Los de mi generación, los cinéfilos y los fans de Stanley Kubrick han de recordar su película de 1964, dos años después de la pavorosa crisis de los misiles en Cuba: Strangelove. O cómo aprendí a dejar de preocuparme y amar la Bomba. Un general de las fuerzas aéreas de los EU planea una guerra nuclear contra la URSS, desobedeciendo las órdenes del presidente y del Pentágono. Los servicios de seguridad saben que, en tal caso, la réplica automática instantánea del adversario será la guerra nuclear total y el fin de la humanidad. Después de un suspense, durante el cual todo parece que va terminar bien, el general logra lo suyo y la película termina con el hongo nuclear al sonido del Aleluya de Haendel.
El exteniente-coronel del KGB, Vladimir Putin, que sueña con ser presidente de Todas las Rusias, ha puesto sus fuerzas nucleares en estado de alerta y dispone de unas 4 mil cabezas nucleares. En dos ocasiones ha dado a entender que no dudaría en emplear un arma que causaría “una destrucción sin precedente y de la cual no tiene idea” el maldito Occidente depravado y decadente. Su ejército, además de arrasar las ciudades de Ucrania que no logra conquistar, y de masacrar los civiles en sus casas, en hospitales y maternidad, ya emplea armas internacionalmente prohibidas como las bombas de fragmentación, racimos y otras delicadezas. ¿Dudaría en emplear algunos misiles con cabeza nuclear? En tal caso ¿qué harían sus generales?
¿Daría el Patriarca Kirill su bendición? ¿Por qué no? La Iglesia Ortodoxa de Rusia les ha dedicado varios templos a todos los sectores de las fuerzas armadas, siempre amparados por un santo patrón. Por ejemplo, las fuerzas nucleares rusas se recomiendan a San Serafim de Sarov, un santo varón del siglo XIX que admiro mucho. El patriarca apoya la invasión de Ucrania y ha repetido que se trata de “destruir las fuerzas del mal que se oponen a la unidad de Rusia y a la de la Iglesia Ortodoxa de Rusia”, a un Occidente “decadente que nos ofrece felicidad y libertades (...) ¿Cuál libertad? La de la Gay pride” (Sermón del primer domingo de Cuaresma).
Esa actitud le va a costar caro a Kirill. Hasta el fatídico lunes 24 de febrero, varios millones de cristianos ortodoxos en Ucrania seguían fieles al Patriarcado de Moscú. Hoy más del 70% están dispuestos a pasarse a la Iglesia Ortodoxa Ucraniana, reconocida en 2019 por el Patriarcado de Constantinopla y su metropolita, Onufrii, llamó a resistir a la invasión, como el metropolita Epifanio, cabeza de la I.O.U. Una de las muchas consecuencias de tantos años de agresión contra Ucrania por parte del coronel Putin, es la ruptura entre el Patriarcado (imperial) de Moscú y el Patriarcado Ecuménico de Constantinopla.

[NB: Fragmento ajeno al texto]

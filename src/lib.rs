//! # labfit: statistics and curve fitting for physics lab measurements
//!
//! A small collection of helpers for reducing lab data: descriptive
//! statistics, weighted and unweighted linear least-squares regression with
//! propagated uncertainty, a generic nonlinear curve fitter, and an
//! uncertain-value type with first-order error propagation.
//!
//! **What it provides:**
//! - Descriptive statistics: covariance, variance, standard deviation,
//!   quadrature summation, correlation coefficient
//! - Linear regression: simple closed-form fit and a
//!   chi-squared-minimizing weighted fit with parameter standard errors
//! - Nonlinear fitting: Levenberg–Marquardt least squares for arbitrary
//!   models, with a parameter covariance matrix
//! - Uncertainty propagation: `value ± σ` arithmetic and helpers that fold
//!   x-uncertainty into y-uncertainty through a fitted model
//!
//! Every function is a pure computation on in-memory slices: no state, no
//! I/O. Fit summaries are rendered through `Display` impls, so printing is
//! always the caller's decision.
//!
//! ## Quick Start
//!
//! ```rust
//! use labfit_rs::prelude::*;
//!
//! let x: [f64; 4] = [1.0, 2.0, 3.0, 4.0];
//! let y = [2.1, 3.9, 6.2, 7.8];
//! let err = [0.1, 0.1, 0.1, 0.1];
//!
//! // Chi-squared-minimizing weighted linear fit
//! let fit = weighted_least_squares(&x, &y, &err)?;
//!
//! assert!((fit.slope - 1.94).abs() < 1e-12);
//! assert!((fit.intercept - 0.15).abs() < 1e-12);
//!
//! // Render the formatted summary (nothing is printed implicitly)
//! println!("{}", fit);
//! # Result::<(), FitError>::Ok(())
//! ```
//!
//! ```text
//! Weighted least-squares fit:
//!   Data points: 4
//!   slope     = 1.94000 ± 0.04472
//!   intercept = 0.15000 ± 0.12247
//!   chi²      = 8.20000 (2 degrees of freedom)
//!   Equation: y = (1.94000 ± 0.04472)*x + (0.15000 ± 0.12247)
//! ```
//!
//! ## Descriptive Statistics
//!
//! ```rust
//! use labfit_rs::prelude::*;
//!
//! let x: [f64; 5] = [1.0, 2.0, 3.0, 4.0, 5.0];
//! let y = [2.0, 4.1, 5.9, 8.2, 9.8];
//!
//! let v = variance(&x)?;
//! let s = std_dev(&x)?;
//! let r = correlation_coefficient(&x, &y)?;
//!
//! assert!((v - s * s).abs() < 1e-12);
//! assert!(r > 0.99 && r <= 1.0);
//! # Result::<(), FitError>::Ok(())
//! ```
//!
//! ## Nonlinear Fitting
//!
//! Any `Fn(T, &[T]) -> T` is a model; plain functions work directly:
//!
//! ```rust
//! use labfit_rs::prelude::*;
//!
//! fn parabola(x: f64, p: &[f64]) -> f64 {
//!     p[0] + p[1] * x + p[2] * x * x
//! }
//!
//! let x: Vec<f64> = (0..10).map(|i| i as f64).collect();
//! let y: Vec<f64> = x.iter().map(|&xi| 1.0 + 2.0 * xi + 0.5 * xi * xi).collect();
//!
//! let fit = curve_fit(&parabola, &x, &y, &[0.0, 1.0, 1.0], &CurveFitOptions::default())?;
//!
//! assert!((fit.params[2] - 0.5).abs() < 1e-6);
//! # Result::<(), FitError>::Ok(())
//! ```
//!
//! ## Uncertain Values
//!
//! Measurements carry their standard deviation; arithmetic propagates
//! independent errors by the first-order rules:
//!
//! ```rust
//! use labfit_rs::prelude::*;
//!
//! let a: Uncertain<f64> = Uncertain::new(10.0, 0.3);
//! let b = Uncertain::new(4.0, 0.4);
//!
//! let sum = a + b;
//! assert!((sum.std_dev - 0.5).abs() < 1e-12); // sqrt(0.09 + 0.16)
//!
//! // Build and take apart uncertain series
//! let series = uncertain::from_uniform_error(&[1.0, 2.0, 3.0], 0.1);
//! let (nominal, sigma) = uncertain::split(&series);
//! assert_eq!(nominal, vec![1.0, 2.0, 3.0]);
//! assert_eq!(sigma, vec![0.1, 0.1, 0.1]);
//! ```
//!
//! ## Error Handling
//!
//! Every fallible operation returns `Result<_, FitError>`. Length
//! mismatches, empty inputs, non-finite values, constant series, and
//! degenerate systems are typed errors rather than NaN:
//!
//! ```rust
//! use labfit_rs::prelude::*;
//!
//! let err = covariance(&[1.0, 2.0, 3.0], &[4.0, 5.0]).unwrap_err();
//! assert_eq!(
//!     err,
//!     FitError::MismatchedInputs { x_len: 3, y_len: 2 }
//! );
//! ```
//!
//! ## no_std
//!
//! The crate supports `no_std` environments (with `alloc`). Disable default
//! features to remove the standard library dependency:
//!
//! ```toml
//! [dependencies]
//! labfit-rs = { version = "0.1", default-features = false }
//! ```

#![cfg_attr(not(feature = "std"), no_std)]
#![deny(missing_docs)]

#[cfg(not(feature = "std"))]
#[macro_use]
extern crate alloc;

// ============================================================================
// Internal Modules
// ============================================================================

// Layer 1: Primitives - error type, validation, uncertain values.
//
// Contains the crate-wide `FitError`, the fail-fast input `Validator`,
// and the `Uncertain` value type with propagated arithmetic.
pub mod primitives;

// Layer 2: Math - pure mathematical functions.
//
// Contains descriptive statistics (covariance, variance, correlation,
// quadrature summation) and the nalgebra-backed linear algebra bridge.
pub mod math;

// Layer 3: Algorithms - the fitting routines.
//
// Contains closed-form linear regression (simple and weighted) and the
// Levenberg–Marquardt nonlinear solver.
pub mod algorithms;

// Layer 4: Evaluation - post-processing.
//
// Contains uncertainty propagation through fitted models and the
// `Display`-based fit reports.
pub mod evaluation;

// ============================================================================
// Prelude
// ============================================================================

/// Standard prelude.
///
/// This module is intended to be wildcard-imported for convenient access
/// to the most commonly used items:
///
/// ```
/// use labfit_rs::prelude::*;
/// ```
pub mod prelude {
    pub use crate::algorithms::curve_fit::{curve_fit, CurveFit, CurveFitOptions, FitModel};
    pub use crate::algorithms::linear::{
        common_uncertainty, linear_fit_error, simple_least_squares, weighted_least_squares,
        LinearFit, WeightedFit,
    };
    pub use crate::evaluation::propagation::{
        combine_linear_uncertainties, combine_nonlinear_uncertainties,
    };
    pub use crate::math::descriptive::{
        correlation_coefficient, covariance, mean, quadrature_sum, std_dev, variance,
    };
    pub use crate::math::linalg::LinalgScalar;
    pub use crate::primitives::errors::FitError;
    pub use crate::primitives::uncertain;
    pub use crate::primitives::uncertain::Uncertain;
    pub use crate::primitives::validator::Validator;
}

Por cierto, los católicos pueden legítimamente extrañar los silencios del papa Francisco sobre la guerra. Ha llamado a la suspensión de “la guerra”, sin condenar formalmente la invasión. El primer domingo de Cuaresma, cuando Kirill sermoneaba a favor de la guerra, Francisco pedía negociaciones y ofrecía los buenos oficios de la Santa Sede. ¿Por qué tal prudencia? Desde su brevísimo encuentro con Kirill, en el aeropuerto de la Habana (febrero 2016), sueña con realizar la unión de las Iglesias, algo que no han logrado sus predecesores. Firmaron entonces una declaración (dos años después de la anexión de Crimea y del inicio de la guerra permanente en Donbass) invitando “a todas las partes del conflicto a la prudencia, a la solidaridad social y a trabajar por la paz”. Ucrania le parecía un obstáculo al acercamiento con Rusia. En diciembre de 2021, repitió: “Estoy siempre listo para ir a Moscú.” Tendrá que esperar. Lleva excelentes relaciones con Bartolomeo, Patriarca de Constantinopla, el cual condenó duramente la invasión y le abrirá los ojos.
Además, “lo peor está por venir”, bien lo dijo el presidente Macron, y lo peor viene cada día. ¿Hasta donde? No quisiera escuchar el Aleluya de Haendel desatado por el coronel Putin y el doctor Strangelove.